Total number of categories:
one digit level 9
two digit level 36
four digit level 274

More Detailed Description

Quality Statement - Ancestry

There are many aspects which can affect the quality of Census data; the following information should be considered when viewing data on Ancestry.

The ancestry data collected in the Census is a measure of self-identification of ethnic or cultural group affiliation and therefore provides a broad measure of cultural diversity.

Most of the data (84.4% for Ancestry 1 (ANC1P) and 94.0% for Ancestry 2 (ANC2P)) was captured automatically from check box responses where the risk of processing error is minimal. The remainder were written responses which were coded by an automatic reading and coding process (13.2% of ANC1P and 5.4% of ANC2P), or coded clerically (2.4% ANC1P and 0.6% of ANC2P). A very small number were difficult to clerically code (0.2% for ANC1P and 0.1% for ANC2P) and more relaxed rules were used by coders. All coding is subject to sample checks to ensure an acceptable level of quality.

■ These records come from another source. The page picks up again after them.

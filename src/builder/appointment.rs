//! Builder for new appointments.

use crate::builder::error::BuildError;
use crate::core::{parse_date, Appointment, AppointmentStatus, ClockTime, Shift, Slot};
use chrono::{DateTime, Utc};
use serde::{Deserialize, Serialize};
use uuid::Uuid;

/// A validated appointment that has not been stored yet.
#[derive(Clone, Debug, PartialEq, Eq, Serialize, Deserialize)]
pub struct NewAppointment {
    pub patient_id: Uuid,
    #[serde(default, skip_serializing_if = "Option::is_none")]
    pub package_id: Option<Uuid>,
    #[serde(flatten)]
    pub slot: Slot,
    pub treatment_type: String,
    #[serde(default, skip_serializing_if = "Option::is_none")]
    pub notes: Option<String>,
    #[serde(default, skip_serializing_if = "Option::is_none")]
    pub created_by: Option<Uuid>,
}

impl NewAppointment {
    /// Materialize as a stored record in `NEW` at version 1.
    pub fn into_appointment(self, id: Uuid, now: DateTime<Utc>) -> Appointment {
        Appointment {
            id,
            patient_id: self.patient_id,
            package_id: self.package_id,
            status: AppointmentStatus::New,
            date: self.slot.date,
            time: self.slot.time,
            shift: self.slot.shift,
            treatment_type: self.treatment_type,
            notes: self.notes,
            created_by: self.created_by,
            created_at: now,
            updated_at: now,
            version: 1,
        }
    }
}

/// Builder for [`NewAppointment`] with a fluent API.
///
/// Date and time are taken as raw strings and validated in [`build`](Self::build);
/// time accepts the same encodings as a reschedule request.
#[derive(Clone, Debug, Default)]
pub struct AppointmentBuilder {
    patient_id: Option<Uuid>,
    package_id: Option<Uuid>,
    date: Option<String>,
    time: Option<String>,
    shift: Shift,
    treatment_type: Option<String>,
    notes: Option<String>,
    created_by: Option<Uuid>,
}

impl AppointmentBuilder {
    pub fn new() -> Self {
        Self::default()
    }

    /// Set the patient (required).
    pub fn patient(mut self, patient_id: Uuid) -> Self {
        self.patient_id = Some(patient_id);
        self
    }

    /// Set the date as `YYYY-MM-DD` (required).
    pub fn date(mut self, date: impl Into<String>) -> Self {
        self.date = Some(date.into());
        self
    }

    /// Set the start time (required).
    pub fn time(mut self, time: impl Into<String>) -> Self {
        self.time = Some(time.into());
        self
    }

    /// Defaults to `MORNING` when never called.
    pub fn shift(mut self, shift: Shift) -> Self {
        self.shift = shift;
        self
    }

    /// Set the treatment type (required).
    pub fn treatment_type(mut self, treatment_type: impl Into<String>) -> Self {
        self.treatment_type = Some(treatment_type.into());
        self
    }

    /// Draw the session from a treatment package.
    pub fn package(mut self, package_id: Uuid) -> Self {
        self.package_id = Some(package_id);
        self
    }

    pub fn notes(mut self, notes: impl Into<String>) -> Self {
        self.notes = Some(notes.into());
        self
    }

    pub fn created_by(mut self, user_id: Uuid) -> Self {
        self.created_by = Some(user_id);
        self
    }

    /// Validate and build.
    /// Returns the first missing or malformed field.
    pub fn build(self) -> Result<NewAppointment, BuildError> {
        let patient_id = self.patient_id.ok_or(BuildError::MissingPatient)?;

        let raw_date = present(self.date).ok_or(BuildError::MissingDate)?;
        let raw_time = present(self.time).ok_or(BuildError::MissingTime)?;
        let treatment_type =
            present(self.treatment_type).ok_or(BuildError::MissingTreatmentType)?;

        let date = parse_date(&raw_date).ok_or(BuildError::InvalidDate(raw_date))?;
        let time = ClockTime::parse(&raw_time).ok_or(BuildError::InvalidTime(raw_time))?;

        Ok(NewAppointment {
            patient_id,
            package_id: self.package_id,
            slot: Slot {
                date,
                time,
                shift: self.shift,
            },
            treatment_type,
            notes: present(self.notes),
            created_by: self.created_by,
        })
    }
}

fn present(value: Option<String>) -> Option<String> {
    value
        .map(|v| v.trim().to_string())
        .filter(|v| !v.is_empty())
}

The non-response rate for ANC1P in 2006 was 8.1% compared with 6.9% for ANCP in 2001 (note that ANC1P for 2006 and ANCP for 2001 are the data items that contain not stated for Ancestry). Part of this non-response is attributable to the 4.1% of persons in dwellings which were occupied on Census Night but did not return a completed form. Persons are imputed into these dwellings together with some demographic characteristics. However the values for ANC1P remain not stated. In 2001, 2.1% of persons were imputed into dwellings for which no form was received.

Inadequately described responses (written responses unable to be coded) were 0.1%, down from 0.4% in 2001.

Scottish ancestry (in terms of responses for both ANC1P and ANC2P) has risen from 2.9% of persons (2.4% of all responses) in 2001 to 7.6% of persons (5.9% of all responses) in 2006. This may be partly due to its inclusion in the list of check box responses. The list of check box response options is updated for each Census to reflect the ancestries most commonly reported in the preceding Census. Revision of the list of check box response options between 2001 and 2006 may have also resulted in a small decrease in reportage of Greek ancestry, which did not appear in the list for the 2006 Census. These issues are discussed in more detail in the following Ancestry
Census Fact Sheet.

There were some cases where dual ancestries were provided (for example, Fijian Indian) and attempts were made to code as one ancestry, but if this was unsuccessful they were coded separately as ANC1P and ANC2P. This represents a change from 2001 where they were more likely to have been coded as separate ancestries.

In a small proportion of cases (testing has indicated that this is around 3%), respondents provided an incorrect number of responses (for Ancestry, respondents were asked to mark up to two responses). In these cases responses are accepted in the order they appear on the form and the extra responses are rejected.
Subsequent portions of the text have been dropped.